Infiniti secured the top spot in a study on prospect satisfaction with dealerships for the second consecutive year.
The study, released Monday, measures how effectively each brand’s dealerships sell when car shoppers visit the stores.
The 2017 Pied Piper Prospect Satisfaction Index is based on how dealerships treated mystery shoppers who visited 5,289 stores in the U.S. between July 2016 and June 2017. The study is conducted by Pied Piper Management Co.
Infiniti, with a score of 114, was followed by Lexus and Mercedes-Benz, all well ahead of all other brands. Toyota was fourth, while Honda tied with Hyundai for fifth.
Four brands tied for seventh: Audi, Lincoln, Ram and Subaru. Tying for 11th, with an industry-average score of 104, were BMW, Chrysler, Dodge, Jaguar, Kia and Nissan.
Just as Infiniti, Lexus and Mercedes were notably better than all other brands, four were notably worse: Fiat, Volvo, Jeep and Tesla.
Last year, Lexus and Mercedes stores tied for No. 2, with Toyota next.
Tesla had the most significant improvement in its score, jumping eight points from last year. But that still left it with an industry-worst score of 94.
Pied Piper said a high variability in sales-process behaviors at Tesla outlets resulted in the brand’s low score.
“What we found was a tremulous variation. Maybe one time out of four, the interaction is ‘exceptional.’ But, unfortunately -- I believe it's about one-third of the time -- the Tesla dealership falls into ‘museum-curator mode,’” Pied Piper CEO Fran O’Hagan told Automotive News. The term “museum-curator mode,” he said, “means you’re friendly, and you answer any questions, but you just don’t do anything to sell. They don’t really do all they can do to help you become a Tesla owner.”
Neglecting to consistently ask about trade-ins, how the vehicle would be used and going through the numbers on a lease or purchase with customers kept the electric-vehicle brand at the back of the pack in prospect satisfaction. These factors differentiate a friendly salesperson from a helpful one, which O’Hagan said makes all the difference.
Put another way, about one in four Tesla store visits earned an “A,” but one in three earned a “D” or “F,” Pied Piper said in a release. In contrast, visits to the industry-leading Infiniti, Lexus and Mercedes-Benz stores earned an “A” about half the time, while less than 15 percent of them earned a “D” or “F.”

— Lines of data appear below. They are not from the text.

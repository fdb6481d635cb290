//! State transition tests for circuit breakers and the breaker pool.
//!
//! Tests cover:
//! - State transitions (Closed -> Open -> HalfOpen -> Closed)
//! - Failure threshold triggering
//! - Recovery timeout behavior against a manual clock
//! - Threshold normalization
//! - Concurrent access scenarios

use keel_core::clock::ManualClock;
use keel_core::resilience::{
    BreakerConfig, CircuitBreaker, CircuitBreakerPool, CircuitState, DEFAULT_FAILURE_THRESHOLD,
    DEFAULT_RECOVERY_TIME,
};
use std::sync::Arc;
use std::thread;
use std::time::Duration;

fn breaker(threshold: i64, recovery_ms: i64) -> (CircuitBreaker, Arc<ManualClock>) {
    let clock = Arc::new(ManualClock::new());
    let breaker = CircuitBreaker::new(BreakerConfig::new(threshold, recovery_ms))
        .with_name("test")
        .with_clock(clock.clone());
    (breaker, clock)
}

// ============================================================================
// Creation Tests
// ============================================================================

#[test]
fn test_circuit_breaker_creation_default_state() {
    let (breaker, _) = breaker(5, 1000);

    assert_eq!(breaker.state(), CircuitState::Closed);
    assert!(breaker.is_allowed());
}

#[test]
fn test_non_positive_thresholds_fall_back_to_defaults() {
    for (threshold, recovery) in [(0, 0), (-3, -1), (0, 500), (4, 0)] {
        let config = CircuitBreaker::new(BreakerConfig::new(threshold, recovery))
            .config()
            .clone();
        if threshold <= 0 {
            assert_eq!(config.failure_threshold, DEFAULT_FAILURE_THRESHOLD);
        }
        if recovery <= 0 {
            assert_eq!(config.recovery_time, DEFAULT_RECOVERY_TIME);
        }
    }
}

// ============================================================================
// State Transition: Closed -> Open Tests
// ============================================================================

#[test]
fn test_transition_closed_to_open_on_failures() {
    let (breaker, _) = breaker(3, 1000);

    breaker.record_failure();
    assert_eq!(breaker.state(), CircuitState::Closed);

    breaker.record_failure();
    assert_eq!(breaker.state(), CircuitState::Closed);

    breaker.record_failure();
    assert_eq!(breaker.state(), CircuitState::Open);
    assert!(!breaker.is_allowed());
}

#[test]
fn test_success_resets_consecutive_failures() {
    let (breaker, _) = breaker(3, 1000);

    breaker.record_failure();
    breaker.record_failure();
    breaker.record_success();
    breaker.record_failure();
    breaker.record_failure();

    assert_eq!(breaker.state(), CircuitState::Closed);
}

// ============================================================================
// State Transition: Open -> HalfOpen -> Closed Tests
// ============================================================================

#[test]
fn test_full_recovery_cycle() {
    let (breaker, clock) = breaker(3, 1000);

    for _ in 0..3 {
        breaker.record_failure();
    }
    assert_eq!(breaker.state(), CircuitState::Open);

    clock.advance(Duration::from_millis(999));
    assert_eq!(breaker.state(), CircuitState::Open);

    clock.advance(Duration::from_millis(1));
    assert_eq!(breaker.state(), CircuitState::HalfOpen);
    assert!(breaker.is_allowed());

    let needed = breaker.config().half_open_success_threshold;
    for _ in 0..needed {
        breaker.record_success();
    }

    let snapshot = breaker.snapshot();
    assert_eq!(snapshot.state, CircuitState::Closed);
    assert_eq!(snapshot.failure_count, 0);
    assert_eq!(snapshot.success_count, 0);
}

#[test]
fn test_half_open_failure_reopens() {
    let (breaker, clock) = breaker(1, 500);

    breaker.record_failure();
    clock.advance_ms(500);
    assert_eq!(breaker.state(), CircuitState::HalfOpen);

    breaker.record_success();
    breaker.record_failure();
    assert_eq!(breaker.state(), CircuitState::Open);

    // The cooldown restarts from the latest failure.
    clock.advance_ms(499);
    assert_eq!(breaker.state(), CircuitState::Open);
    clock.advance_ms(1);
    assert_eq!(breaker.state(), CircuitState::HalfOpen);
}

#[test]
fn test_failure_while_open_extends_cooldown() {
    let (breaker, clock) = breaker(1, 1000);

    breaker.record_failure();
    clock.advance_ms(800);
    breaker.record_failure();
    clock.advance_ms(800);

    assert_eq!(breaker.state(), CircuitState::Open);
}

#[test]
fn test_no_direct_open_to_closed_edge() {
    let (breaker, _) = breaker(1, 1000);

    breaker.record_failure();
    for _ in 0..10 {
        breaker.record_success();
    }

    assert_eq!(breaker.state(), CircuitState::Open);
}

#[test]
fn test_reset_forces_closed() {
    let (breaker, _) = breaker(1, 60_000);

    breaker.record_failure();
    assert_eq!(breaker.state(), CircuitState::Open);

    breaker.reset();
    let snapshot = breaker.snapshot();
    assert_eq!(snapshot.state, CircuitState::Closed);
    assert_eq!(snapshot.failure_count, 0);
    assert_eq!(snapshot.last_failure_at_ms, None);
}

#[test]
fn test_state_labels() {
    assert_eq!(CircuitState::Closed.as_str(), "closed");
    assert_eq!(CircuitState::Open.as_str(), "open");
    assert_eq!(CircuitState::HalfOpen.as_str(), "half_open");
    assert_eq!(
        serde_json::to_string(&CircuitState::HalfOpen).unwrap(),
        "\"half_open\""
    );
}

// ============================================================================
// Concurrent Access Tests
// ============================================================================

#[test]
fn test_concurrent_success_recording() {
    let breaker = Arc::new(CircuitBreaker::new(BreakerConfig::new(10, 1000)));
    let mut handles = vec![];

    for _ in 0..100 {
        let breaker_clone = breaker.clone();
        handles.push(thread::spawn(move || {
            breaker_clone.record_success();
        }));
    }

    for handle in handles {
        handle.join().unwrap();
    }

    let snapshot = breaker.snapshot();
    assert_eq!(snapshot.total_successes, 100);
    assert_eq!(snapshot.state, CircuitState::Closed);
}

#[test]
fn test_concurrent_failure_recording_trips_once() {
    let breaker = Arc::new(CircuitBreaker::new(BreakerConfig::new(50, 60_000)));
    let mut handles = vec![];

    for _ in 0..100 {
        let breaker_clone = breaker.clone();
        handles.push(thread::spawn(move || {
            breaker_clone.record_failure();
        }));
    }

    for handle in handles {
        handle.join().unwrap();
    }

    let snapshot = breaker.snapshot();
    assert_eq!(snapshot.total_failures, 100);
    assert_eq!(snapshot.state, CircuitState::Open);
}

#[test]
fn test_concurrent_pool_creation_converges() {
    let pool = Arc::new(CircuitBreakerPool::new(BreakerConfig::new(3, 60_000)));
    let mut handles = vec![];

    for i in 0..32 {
        let pool = pool.clone();
        handles.push(thread::spawn(move || {
            let service = format!("svc-{}", i % 4);
            pool.record_result(&service, false);
            pool.get(&service)
        }));
    }

    let breakers: Vec<_> = handles.into_iter().map(|h| h.join().unwrap()).collect();

    assert_eq!(pool.len(), 4);
    for breaker in &breakers {
        assert!(Arc::ptr_eq(breaker, &pool.get(breaker.name())));
    }
    for snapshot in pool.snapshots() {
        assert_eq!(snapshot.total_failures, 8);
        assert_eq!(snapshot.state, CircuitState::Open);
    }
}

As an example of how sales staffers’ performance varies among brands, Pied Piper noted that some brands’ salespeople try to build rapport with a customer who walks in the door, rather than just saying, “Can I help you?”
Lincoln, Hyundai, Infiniti, Lexus and Smart salespeople tried to build rapport about 60 percent of the time, the study found. In contrast, salespeople at Porsche, Jeep, Fiat, Volvo and Ford stores only tried to build rapport about 35 percent of the time.
Or consider the question of whether the shopper has a trade-in vehicle. A trade-in can change the terms of a deal, perhaps even becoming an obstacle to a purchase. The study found salespeople asked about a trade-in about 90 percent of the time at GMC, Nissan, Chevrolet, Dodge and Chrysler dealerships, but only about 55 percent of the time at Tesla, Porsche, Lincoln, Mini and Smart dealerships.
O’Hagan said since the study began in 2007, the Internet has changed the game for customers seeking dealership assistance. Because nine of 10 car shoppers gather information online before they walk in the door, salespeople have fewer opportunities to sway consumers.
“You’re seeing the customer [when he or she is] all the way down the purchase funnel, in many instances,” O’Hagan said. “The salespeople have to act as if this customer is the most important person to walk in the door because in this case they are. They’re ready to buy.”